(PROMPT)
Could you extract every entry below and reproduce it exactly?

(RECORDS SUPPLIED)

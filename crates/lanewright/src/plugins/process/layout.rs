//! Swimlane layout implementation
//!
//! Places every process element on a (lane, column, row) grid using a
//! Sugiyama-style layered layout: validation, lane assignment, cycle
//! breaking, longest-path columns, then median row ordering.

use anyhow::Result;
use serde::Serialize;
use tracing::{debug, info, span, Level};

use super::database::ProcessDatabase;
use super::layering::FlowGraph;
use super::ordering::{initial_layers, order_rows};
use super::swimlane::{Swimlane, SwimlaneAssigner};
use super::validator::{ProcessValidator, ValidationWarning};
use crate::core::{Database, LayoutAlgorithm, LayoutConfig, ProcessError};

/// Grid position of one element
#[derive(Debug, Clone, PartialEq, Eq, Serialize)]
pub struct GridCell {
    pub element_id: String,
    pub lane: usize,
    pub column: usize,
    /// Position inside the lane/column cell, top first
    pub row: usize,
}

/// Layout output: every element exactly once, plus the flow classification
#[derive(Debug, Clone, Serialize)]
pub struct GridLayout {
    /// Lanes with element lists in column, then row order
    pub lanes: Vec<Swimlane>,
    /// Cells in element insertion order
    pub cells: Vec<GridCell>,
    /// Indices of flows reversed to break cycles, ascending
    pub back_edges: Vec<usize>,
    pub column_count: usize,
    /// Crossings left between forward flows
    pub crossings: usize,
    pub warnings: Vec<ValidationWarning>,
}

impl GridLayout {
    /// Look up the cell of an element
    pub fn cell(&self, element_id: &str) -> Option<&GridCell> {
        self.cells.iter().find(|c| c.element_id == element_id)
    }

    /// Whether the flow at `flow_index` was reversed
    pub fn is_back_edge(&self, flow_index: usize) -> bool {
        self.back_edges.binary_search(&flow_index).is_ok()
    }

    /// Cells of one lane/column, in row order
    pub fn cells_in(&self, lane: usize, column: usize) -> Vec<&GridCell> {
        let mut cells: Vec<&GridCell> = self
            .cells
            .iter()
            .filter(|c| c.lane == lane && c.column == column)
            .collect();
        cells.sort_by_key(|c| c.row);
        cells
    }
}

/// Swimlane layout algorithm implementation
#[derive(Debug, Clone, Default)]
pub struct ProcessLayoutAlgorithm {
    config: LayoutConfig,
}

impl ProcessLayoutAlgorithm {
    pub fn new() -> Self {
        Self::default()
    }

    pub fn with_config(config: LayoutConfig) -> Self {
        Self { config }
    }

    pub fn config(&self) -> &LayoutConfig {
        &self.config
    }

    /// Run the grid layout with typed errors
    pub fn layout_grid(&self, db: &ProcessDatabase) -> Result<GridLayout, ProcessError> {
        let span = span!(
            Level::INFO,
            "layout_process",
            process = %db.name(),
            element_count = db.element_count(),
            flow_count = db.flow_count()
        );
        let _enter = span.enter();

        self.config.validate()?;
        let warnings = ProcessValidator::new().validate(db)?;

        let mut assignment = SwimlaneAssigner::new()
            .with_default_actor(self.config.default_actor.clone())
            .with_empty_lanes(self.config.include_empty_lanes)
            .assign(db)?;

        let mut graph = FlowGraph::new(db);
        graph.break_cycles()?;
        graph.assign_columns();

        let lanes: Vec<usize> = (0..graph.len())
            .map(|node| {
                let id = graph.id(node);
                assignment
                    .lane_of(id)
                    .ok_or_else(|| ProcessError::unassigned_actor(id))
            })
            .collect::<Result<_, _>>()?;

        let mut layers = initial_layers(&graph, &lanes);
        let crossings = order_rows(&graph, &lanes, &mut layers, self.config.ordering_passes);

        // Rows count per lane cell inside each column
        let mut rows = vec![0usize; graph.len()];
        for layer in &layers {
            let mut next_row: Vec<usize> = vec![0; assignment.lanes.len()];
            for &node in layer {
                rows[node] = next_row[lanes[node]];
                next_row[lanes[node]] += 1;
            }
        }

        let cells: Vec<GridCell> = (0..graph.len())
            .map(|node| GridCell {
                element_id: graph.id(node).to_string(),
                lane: lanes[node],
                column: graph.column(node),
                row: rows[node],
            })
            .collect();

        for lane in &mut assignment.lanes {
            lane.elements.sort_by_key(|id| {
                graph
                    .node(id)
                    .map_or((usize::MAX, usize::MAX), |n| (graph.column(n), rows[n]))
            });
        }

        let layout = GridLayout {
            lanes: assignment.lanes,
            cells,
            back_edges: graph.back_edges().iter().copied().collect(),
            column_count: graph.column_count(),
            crossings,
            warnings,
        };

        debug!(
            lane_count = layout.lanes.len(),
            column_count = layout.column_count,
            back_edges = layout.back_edges.len(),
            crossings = layout.crossings,
            "Grid computed"
        );
        info!(process = %db.name(), "Layout completed");
        Ok(layout)
    }
}

impl LayoutAlgorithm<ProcessDatabase> for ProcessLayoutAlgorithm {
    type Output = GridLayout;

    fn layout(&self, database: &ProcessDatabase) -> Result<Self::Output> {
        Ok(self.layout_grid(database)?)
    }

    fn name(&self) -> &'static str {
        "swimlane-sugiyama"
    }

    fn version(&self) -> &'static str {
        "0.1.0"
    }
}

(YOUR SOLUTION)
filename crates/lanewright/src/plugins/process/layout.rs
//! Swimlane layout implementation
//!
//! Places every process element on a (lane, column, row) grid using a
//! Sugiyama-style layered layout: validation, lane assignment, cycle
//! breaking, longest-path columns, then median row ordering.

use anyhow::Result;
use serde::Serialize;
use tracing::{debug, info, span, Level};

use super::database::ProcessDatabase;
use super::layering::FlowGraph;
use super::ordering::{initial_layers, order_rows};
use super::swimlane::{Swimlane, SwimlaneAssigner};
use super::validator::{ProcessValidator, ValidationWarning};
use crate::core::{Database, LayoutAlgorithm, LayoutConfig, ProcessError};

/// Grid position of one element
#[derive(Debug, Clone, PartialEq, Eq, Serialize)]
pub struct GridCell {
    pub element_id: String,
    pub lane: usize,
    pub column: usize,
    /// Position inside the lane/column cell, top first
    pub row: usize,
}

/// Layout output: every element exactly once, plus the flow classification
#[derive(Debug, Clone, Serialize)]
pub struct GridLayout {
    /// Lanes with element lists in column, then row order
    pub lanes: Vec<Swimlane>,
    /// Cells in element insertion order
    pub cells: Vec<GridCell>,
    /// Indices of flows reversed to break cycles, ascending
    pub back_edges: Vec<usize>,
    pub column_count: usize,
    /// Crossings left between forward flows
    pub crossings: usize,
    pub warnings: Vec<ValidationWarning>,
}

impl GridLayout {
    /// Look up the cell of an element
    pub fn cell(&self, element_id: &str) -> Option<&GridCell> {
        self.cells.iter().find(|c| c.element_id == element_id)
    }

    /// Whether the flow at `flow_index` was reversed
    pub fn is_back_edge(&self, flow_index: usize) -> bool {
        self.back_edges.binary_search(&flow_index).is_ok()
    }

    /// Cells of one lane/column, in row order
    pub fn cells_in(&self, lane: usize, column: usize) -> Vec<&GridCell> {
        let mut cells: Vec<&GridCell> = self
            .cells
            .iter()
            .filter(|c| c.lane == lane && c.column == column)
            .collect();
        cells.sort_by_key(|c| c.row);
        cells
    }
}

/// Swimlane layout algorithm implementation
#[derive(Debug, Clone, Default)]
pub struct ProcessLayoutAlgorithm {
    config: LayoutConfig,
}

impl ProcessLayoutAlgorithm {
    pub fn new() -> Self {
        Self::default()
    }

    pub fn with_config(config: LayoutConfig) -> Self {
        Self { config }
    }

    pub fn config(&self) -> &LayoutConfig {
        &self.config
    }

    /// Run the grid layout with typed errors
    pub fn layout_grid(&self, db: &ProcessDatabase) -> Result<GridLayout, ProcessError> {
        let span = span!(
            Level::INFO,
            "layout_process",
            process = %db.name(),
            element_count = db.element_count(),
            flow_count = db.flow_count()
        );
        let _enter = span.enter();

        self.config.validate()?;
        let warnings = ProcessValidator::new().validate(db)?;

        let mut assignment = SwimlaneAssigner::new()
            .with_default_actor(self.config.default_actor.clone())
            .with_empty_lanes(self.config.include_empty_lanes)
            .assign(db)?;

        let mut graph = FlowGraph::new(db);
        graph.break_cycles()?;
        graph.assign_columns();

        let lanes: Vec<usize> = (0..graph.len())
            .map(|node| {
                let id = graph.id(node);
                assignment
                    .lane_of(id)
                    .ok_or_else(|| ProcessError::unassigned_actor(id))
            })
            .collect::<Result<_, _>>()?;

        let mut layers = initial_layers(&graph, &lanes);
        let crossings = order_rows(&graph, &lanes, &mut layers, self.config.ordering_passes);

        // Rows count per lane cell inside each column
        let mut rows = vec![0usize; graph.len()];
        for layer in &layers {
            let mut next_row: Vec<usize> = vec![0; assignment.lanes.len()];
            for &node in layer {
                rows[node] = next_row[lanes[node]];
                next_row[lanes[node]] += 1;
            }
        }

        let cells: Vec<GridCell> = (0..graph.len())
            .map(|node| GridCell {
                element_id: graph.id(node).to_string(),
                lane: lanes[node],
                column: graph.column(node),
                row: rows[node],
            })
            .collect();

        for lane in &mut assignment.lanes {
            lane.elements.sort_by_key(|id| {
                graph
                    .node(id)
                    .map_or((usize::MAX, usize::MAX), |n| (graph.column(n), rows[n]))
            });
        }

        let layout = GridLayout {
            lanes: assignment.lanes,
            cells,
            back_edges: graph.back_edges().iter().copied().collect(),
            column_count: graph.column_count(),
            crossings,
            warnings,
        };

        debug!(
            lane_count = layout.lanes.len(),
            column_count = layout.column_count,
            back_edges = layout.back_edges.len(),
            crossings = layout.crossings,
            "Grid computed"
        );
        info!(process = %db.name(), "Layout completed");
        Ok(layout)
    }
}

impl LayoutAlgorithm<ProcessDatabase> for ProcessLayoutAlgorithm {
    type Output = GridLayout;

    fn layout(&self, database: &ProcessDatabase) -> Result<Self::Output> {
        Ok(self.layout_grid(database)?)
    }

    fn name(&self) -> &'static str {
        "swimlane-sugiyama"
    }

    fn version(&self) -> &'static str {
        "0.1.0"
    }
}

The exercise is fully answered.